If she cast her mind back, Vir could remember Gale as a fresh-faced young university student. She liked the man before her much more. More self-assured, more mature, with the beginnings of grey hairs and frown lines. Oh, he could still be insecure sometimes, but it was something he was growing out of. He knew that he was enough for Vir, even if he still looked at her in wonder, as he was doing now.

He smiled up at her. “Good morning, my love.”

“You’re awake early,” said Vir, bending to kiss him.

“Early enough that I can tempt you back to bed?”

By way of answer, Vir slipped under the covers. Gale pulled her close. “Allow me to warm you up.”

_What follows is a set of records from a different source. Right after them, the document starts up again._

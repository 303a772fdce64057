//! Simulation time grids.

use lmm_core::{ensure, errors::Result, Real, Time};

/// Tolerance below which two grid times are considered equal.
const TIME_EPSILON: Real = 1e-12;

/// Increasing time points starting at zero.
#[derive(Debug, Clone, PartialEq)]
pub struct TimeGrid {
    times: Vec<Time>,
    dts: Vec<Time>,
}

impl TimeGrid {
    /// `steps` equal intervals on `[0, end]`.
    pub fn uniform(end: Time, steps: usize) -> Result<Self> {
        ensure!(steps > 0, "a time grid needs at least one step");
        ensure!(end > 0.0, "grid end must be positive, got {end}");
        let dt = end / steps as Real;
        let times: Vec<Time> = (0..=steps).map(|i| i as Real * dt).collect();
        Ok(Self::from_sorted(times))
    }

    /// Grid hitting every mandatory time, with each gap between them cut
    /// into equal steps no longer than `last / steps`.
    pub fn from_times(mandatory: &[Time], steps: usize) -> Result<Self> {
        ensure!(!mandatory.is_empty(), "a time grid needs at least one mandatory time");
        ensure!(
            mandatory.iter().all(|t| t.is_finite() && *t >= 0.0),
            "mandatory times must be finite and non-negative"
        );
        let mut points: Vec<Time> = Vec::with_capacity(mandatory.len() + 1);
        points.push(0.0);
        points.extend_from_slice(mandatory);
        points.sort_by(|a, b| a.total_cmp(b));
        points.dedup_by(|a, b| (*a - *b).abs() < TIME_EPSILON);

        let end = points[points.len() - 1];
        ensure!(end > 0.0, "the last mandatory time must be positive");
        let max_dt = if steps == 0 { end } else { end / steps as Real };

        let mut times = vec![0.0];
        for w in points.windows(2) {
            let (start, gap) = (w[0], w[1] - w[0]);
            let n = ((gap / max_dt - TIME_EPSILON).ceil() as usize).max(1);
            let dt = gap / n as Real;
            times.extend((1..n).map(|k| start + k as Real * dt));
            times.push(w[1]);
        }
        Ok(Self::from_sorted(times))
    }

    fn from_sorted(times: Vec<Time>) -> Self {
        let dts = times.windows(2).map(|w| w[1] - w[0]).collect();
        Self { times, dts }
    }

    /// Number of time points.
    pub fn size(&self) -> usize {
        self.times.len()
    }

    /// Number of steps.
    pub fn steps(&self) -> usize {
        self.dts.len()
    }

    /// Time at index `i`.
    pub fn time(&self, i: usize) -> Time {
        self.times[i]
    }

    /// Length of step `i` (from point `i` to `i + 1`).
    pub fn dt(&self, i: usize) -> Time {
        self.dts[i]
    }

    /// Final time.
    pub fn end(&self) -> Time {
        self.times[self.times.len() - 1]
    }

    /// All time points.
    pub fn times(&self) -> &[Time] {
        &self.times
    }

    /// Index of the grid point equal to `t`, if any.
    pub fn index(&self, t: Time) -> Option<usize> {
        let i = self.times.partition_point(|&x| x < t - TIME_EPSILON);
        (i < self.times.len() && (self.times[i] - t).abs() < TIME_EPSILON).then_some(i)
    }
}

Vir relaxed against him. It had always been so very hard for her to relax, but she was learning to do it. It was easier to learn these things with Gale in her arms, creases on his cheek from the pillow, hair unkempt. It felt like safety. It felt like a home.

Notes:

“Who can be in doubt of what followed? When any two […] people take it into their heads to marry, they are pretty sure by perseverance to carry their point, be they ever so poor, or ever so imprudent, or ever so little likely to be necessary to each other’s ultimate comfort. This may be bad morality to conclude with, but I believe it to be truth; and if such parties succeed, how should [two people], with the advantage of maturity of mind [and] consciousness of right, […] fail […]?” – Persuasion, Jane Austen

You know that picture of Gwendoline Christine grabbing a guy’s face? Vir does that for Gale sometimes, but she has to stand on a stool for it.

Have Gale and Vir hooked up in each other’s offices? Of course. Have they hooked up in other places of Blackstaff Academy, while Vir made aggressive, unceasing eye contact with a statue of Mystra? Also yes.

Let’s face it: Gale’s students found out about the relationship almost immediately. The man would not have been able to shut up about how much he loves Vir.

Gale also knitted Vir a scarf.

I know for a fact that in Morena’s opinion, Vir instantly went from “That miserable Professor of Evocation who never liked my Gale” to, “Vir, she’s such a darling, very serious but so talented, and she’s stepping out with my Gale, have you heard?”